Ausgabe: 2004/38, Leitartikel, Sand, Meinung, Glaube, Rom
14.09.2004
- Kirchenzeitung der Diözese Linz
Wer Gott, dem Allerhöchsten traut, der hat auf keinen Sand gebaut.“ So endet die erste Strophe eines von Johann Sebastian Bach vertonten Kirchenliedes. Im ersten Teil der Strophe wird genannt, wo fester Grund zu erwarten ist: „Wer nur den lieben Gott lässt walten“, darf hoffen, dass dieser Grund nicht eines Tages unter den Füßen zerrinnt.
Das Walten Gottes und das Walten derer, die das Vertrauen auf Gott wach halten sollen, sind oft nicht recht in Einklang zu bringen. Nicht nur die Kirche der Diözese St. Pölten hat zuletzt bitter erfahren müssen, wieviel auf sandigem Grund ins Schwimmen gekommen ist. Viele, deren Kirchlichkeit und Glaube in den Sandschichten menschlicher Unzuänglichkeiten stecken geblieben ist, haben sich verunsichern lassen. Hohe Kirchenaustrittszahlen haben zuletzt deutlich gemacht, wie stark die Verunsicherung von Menschen geworden ist . Dass Rom nun für St. Pölten bessere Bedingungen schaffen will, ist nur zu begrüßen.

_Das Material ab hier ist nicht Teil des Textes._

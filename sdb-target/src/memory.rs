//! ゲスト物理メモリ

use crate::{Result, Word};
use std::fs;
use std::path::Path;
use thiserror::Error;

/// 物理メモリの開始アドレス
pub const PMEM_BASE: Word = 0x8000_0000;

/// 物理メモリのデフォルトサイズ（128MiB）
pub const DEFAULT_PMEM_SIZE: usize = 128 * 1024 * 1024;

/// メモリアクセスエラー
#[derive(Debug, Error, Clone, PartialEq, Eq)]
pub enum MemoryError {
    #[error("address 0x{addr:x} (len {len}) is out of bound of pmem [0x{base:x}, 0x{end:x})")]
    OutOfBound { addr: Word, len: usize, base: Word, end: Word },
    #[error("unsupported access width {0}")]
    BadWidth(usize),
    #[error("image of {size} bytes does not fit in pmem of {capacity} bytes")]
    ImageTooLarge { size: usize, capacity: usize },
    #[error("cannot allocate pmem of {size} bytes")]
    AllocFailed { size: usize },
}

/// ゲストメモリ上に置ける固定幅の符号なし整数
pub trait MemoryReadable: Sized {
    /// リトルエンディアンのバイト列から復元する
    fn from_le_bytes(bytes: &[u8]) -> Result<Self>;

    /// ゲストのバイト順（リトルエンディアン）に並べる
    fn to_le_bytes(&self) -> Vec<u8>;

    /// アクセス幅（バイト）
    fn size() -> usize;
}

macro_rules! impl_memory_readable {
    ($($ty:ty),*) => {
        $(
            impl MemoryReadable for $ty {
                fn from_le_bytes(bytes: &[u8]) -> Result<Self> {
                    let array: [u8; std::mem::size_of::<$ty>()] = bytes.try_into().map_err(|_| {
                        anyhow::anyhow!(
                            "Failed to convert {} bytes to {} (expected {} bytes)",
                            bytes.len(),
                            stringify!($ty),
                            std::mem::size_of::<$ty>()
                        )
                    })?;
                    Ok(<$ty>::from_le_bytes(array))
                }

                fn to_le_bytes(&self) -> Vec<u8> {
                    (*self).to_le_bytes().to_vec()
                }

                fn size() -> usize {
                    std::mem::size_of::<$ty>()
                }
            }
        )*
    };
}

impl_memory_readable!(u8, u16, u32, u64);

/// ゲスト物理メモリ
///
/// `PMEM_BASE` から始まる連続したバイト列としてモデル化します。
pub struct Memory {
    pmem: Vec<u8>,
}

impl Memory {
    /// 指定サイズのゼロ初期化されたメモリを作成する
    ///
    /// アドレス空間に収まらないサイズや確保できないサイズはエラーになります。
    pub fn new(size: usize) -> Result<Self> {
        let fits = Word::try_from(size).is_ok_and(|size| size <= Word::MAX - PMEM_BASE);
        let mut pmem = Vec::new();
        if !fits || pmem.try_reserve_exact(size).is_err() {
            return Err(MemoryError::AllocFailed { size }.into());
        }
        pmem.resize(size, 0);
        Ok(Self { pmem })
    }

    /// メモリサイズ（バイト数）
    pub fn size(&self) -> usize {
        self.pmem.len()
    }

    /// 物理メモリの終端アドレス（排他的）
    pub fn end(&self) -> Word {
        PMEM_BASE + self.pmem.len() as Word
    }

    /// `[addr, addr+len)` が物理メモリに収まっているか
    pub fn in_range(&self, addr: Word, len: usize) -> bool {
        addr >= PMEM_BASE
            && addr
                .checked_add(len as Word)
                .is_some_and(|end| end <= self.end())
    }

    /// アドレスをpmem内のオフセットに変換する
    fn offset(&self, addr: Word, len: usize) -> std::result::Result<usize, MemoryError> {
        if !self.in_range(addr, len) {
            return Err(MemoryError::OutOfBound {
                addr,
                len,
                base: PMEM_BASE,
                end: self.end(),
            });
        }
        Ok((addr - PMEM_BASE) as usize)
    }

    /// `len` バイトをリトルエンディアンで読み取りワードに拡張する
    ///
    /// `len` は 1, 2, 4, 8 のいずれかです。
    pub fn read(&self, addr: Word, len: usize) -> Result<Word> {
        match len {
            1 => self.read_u8(addr).map(Word::from),
            2 => self.read_u16(addr).map(Word::from),
            4 => self.read_u32(addr).map(Word::from),
            8 => self.read_u64(addr),
            _ => Err(MemoryError::BadWidth(len).into()),
        }
    }

    /// ワードの下位 `len` バイトをリトルエンディアンで書き込む
    pub fn write(&mut self, addr: Word, len: usize, value: Word) -> Result<()> {
        match len {
            1 => self.write_u8(addr, value as u8),
            2 => self.write_u16(addr, value as u16),
            4 => self.write_u32(addr, value as u32),
            8 => self.write_u64(addr, value),
            _ => Err(MemoryError::BadWidth(len).into()),
        }
    }

    /// 生のバイト列を読み取る
    pub fn read_bytes(&self, addr: Word, len: usize) -> Result<&[u8]> {
        let start = self.offset(addr, len)?;
        Ok(&self.pmem[start..start + len])
    }

    /// 生のバイト列を書き込む
    pub fn write_bytes(&mut self, addr: Word, data: &[u8]) -> Result<()> {
        let start = self.offset(addr, data.len())?;
        self.pmem[start..start + data.len()].copy_from_slice(data);
        Ok(())
    }

    /// 型の幅で値を読み取る
    ///
    /// # Examples
    /// ```
    /// use sdb_target::{Memory, PMEM_BASE};
    ///
    /// let mut memory = Memory::new(16).unwrap();
    /// memory.write_u64(PMEM_BASE, 0x1122_3344_5566_7788).unwrap();
    ///
    /// let word: u64 = memory.read_typed(PMEM_BASE).unwrap();
    /// let low: u32 = memory.read_typed(PMEM_BASE).unwrap();
    /// assert_eq!(word, 0x1122_3344_5566_7788);
    /// assert_eq!(low, 0x5566_7788);
    /// ```
    pub fn read_typed<T: MemoryReadable>(&self, addr: Word) -> Result<T> {
        let bytes = self.read_bytes(addr, T::size())?;
        T::from_le_bytes(bytes)
    }

    /// 型の幅で値を書き込む
    pub fn write_typed<T: MemoryReadable>(&mut self, addr: Word, value: &T) -> Result<()> {
        self.write_bytes(addr, &value.to_le_bytes())
    }

    /// u64値を読み取る（リトルエンディアン）
    pub fn read_u64(&self, addr: Word) -> Result<u64> {
        self.read_typed(addr)
    }

    /// u64値を書き込む（リトルエンディアン）
    pub fn write_u64(&mut self, addr: Word, value: u64) -> Result<()> {
        self.write_typed(addr, &value)
    }

    /// u32値を読み取る（リトルエンディアン）
    pub fn read_u32(&self, addr: Word) -> Result<u32> {
        self.read_typed(addr)
    }

    /// u32値を書き込む（リトルエンディアン）
    pub fn write_u32(&mut self, addr: Word, value: u32) -> Result<()> {
        self.write_typed(addr, &value)
    }

    /// u16値を読み取る（リトルエンディアン）
    pub fn read_u16(&self, addr: Word) -> Result<u16> {
        self.read_typed(addr)
    }

    /// u16値を書き込む（リトルエンディアン）
    pub fn write_u16(&mut self, addr: Word, value: u16) -> Result<()> {
        self.write_typed(addr, &value)
    }

    /// u8値を読み取る
    pub fn read_u8(&self, addr: Word) -> Result<u8> {
        self.read_typed(addr)
    }

    /// u8値を書き込む
    pub fn write_u8(&mut self, addr: Word, value: u8) -> Result<()> {
        self.write_typed(addr, &value)
    }

    /// バイト列を `PMEM_BASE + offset` に配置する
    pub fn load_bytes(&mut self, offset: usize, data: &[u8]) -> Result<()> {
        let capacity = self.pmem.len();
        if offset.checked_add(data.len()).map_or(true, |end| end > capacity) {
            return Err(MemoryError::ImageTooLarge {
                size: data.len(),
                capacity: capacity.saturating_sub(offset),
            }
            .into());
        }
        self.pmem[offset..offset + data.len()].copy_from_slice(data);
        Ok(())
    }

    /// 生バイナリのイメージファイルを `PMEM_BASE` に読み込む
    ///
    /// 読み込んだバイト数を返します。
    pub fn load_image<P: AsRef<Path>>(&mut self, path: P) -> Result<usize> {
        let path = path.as_ref();
        let image = fs::read(path)
            .map_err(|e| anyhow::anyhow!("Failed to read image {}: {}", path.display(), e))?;
        self.load_bytes(0, &image)?;
        tracing::debug!("loaded {} bytes from {} at 0x{:x}", image.len(), path.display(), PMEM_BASE);
        Ok(image.len())
    }
}

#[cfg(test)]
mod tests {
    use super::*;

    #[test]
    fn test_read_write_widths() {
        let mut mem = Memory::new(64).unwrap();
        mem.write(PMEM_BASE, 8, 0x1122_3344_5566_7788).unwrap();

        assert_eq!(mem.read(PMEM_BASE, 8).unwrap(), 0x1122_3344_5566_7788);
        assert_eq!(mem.read(PMEM_BASE, 4).unwrap(), 0x5566_7788);
        assert_eq!(mem.read(PMEM_BASE, 2).unwrap(), 0x7788);
        assert_eq!(mem.read(PMEM_BASE, 1).unwrap(), 0x88);
        assert_eq!(mem.read(PMEM_BASE + 4, 4).unwrap(), 0x1122_3344);
    }

    #[test]
    fn test_out_of_bound() {
        let mem = Memory::new(16).unwrap();
        assert!(mem.read(PMEM_BASE - 1, 1).is_err());
        assert!(mem.read(PMEM_BASE + 12, 8).is_err());
        assert!(mem.read(Word::MAX, 8).is_err());
        assert!(mem.read(PMEM_BASE + 8, 8).is_ok());
    }

    #[test]
    fn test_bad_width() {
        let mem = Memory::new(16).unwrap();
        let err = mem.read(PMEM_BASE, 3).unwrap_err();
        assert_eq!(
            err.downcast_ref::<MemoryError>(),
            Some(&MemoryError::BadWidth(3))
        );
    }

    #[test]
    fn test_new_rejects_unallocatable_size() {
        let err = Memory::new(usize::MAX).err().unwrap();
        assert_eq!(
            err.downcast_ref::<MemoryError>(),
            Some(&MemoryError::AllocFailed { size: usize::MAX })
        );
        assert_eq!(Memory::new(32).unwrap().size(), 32);
    }

    #[test]
    fn test_load_bytes() {
        let mut mem = Memory::new(8).unwrap();
        mem.load_bytes(0, &[0x13, 0x00, 0x00, 0x00]).unwrap();
        assert_eq!(mem.read_u32(PMEM_BASE).unwrap(), 0x13);
        assert!(mem.load_bytes(4, &[0; 8]).is_err());
    }
}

Wo sich Glaube freilich abhängig macht von der Glaubwürdigkeit menschlicher Repräsentanten, und seien es auch Bischöfe, bleibt er anfällig. Gute Autoritäten sind nicht der Grund, schlechte nicht das Hindernis des Glaubens. Menschen sind füreinander stets immer nur Helfer zum Glauben. Der Gehorsam der Christen gilt Christus selbst. Wenn er auch den Autoritäten der Kirche gilt, so in gleicher Weise denen, die unter den Bedürftigen und Armen zu finden sind. Der Glaube befreit zur Wachsamkeit für die Armen. Sie – nicht die Kirche selbst – sind Hauptthema der Kirche.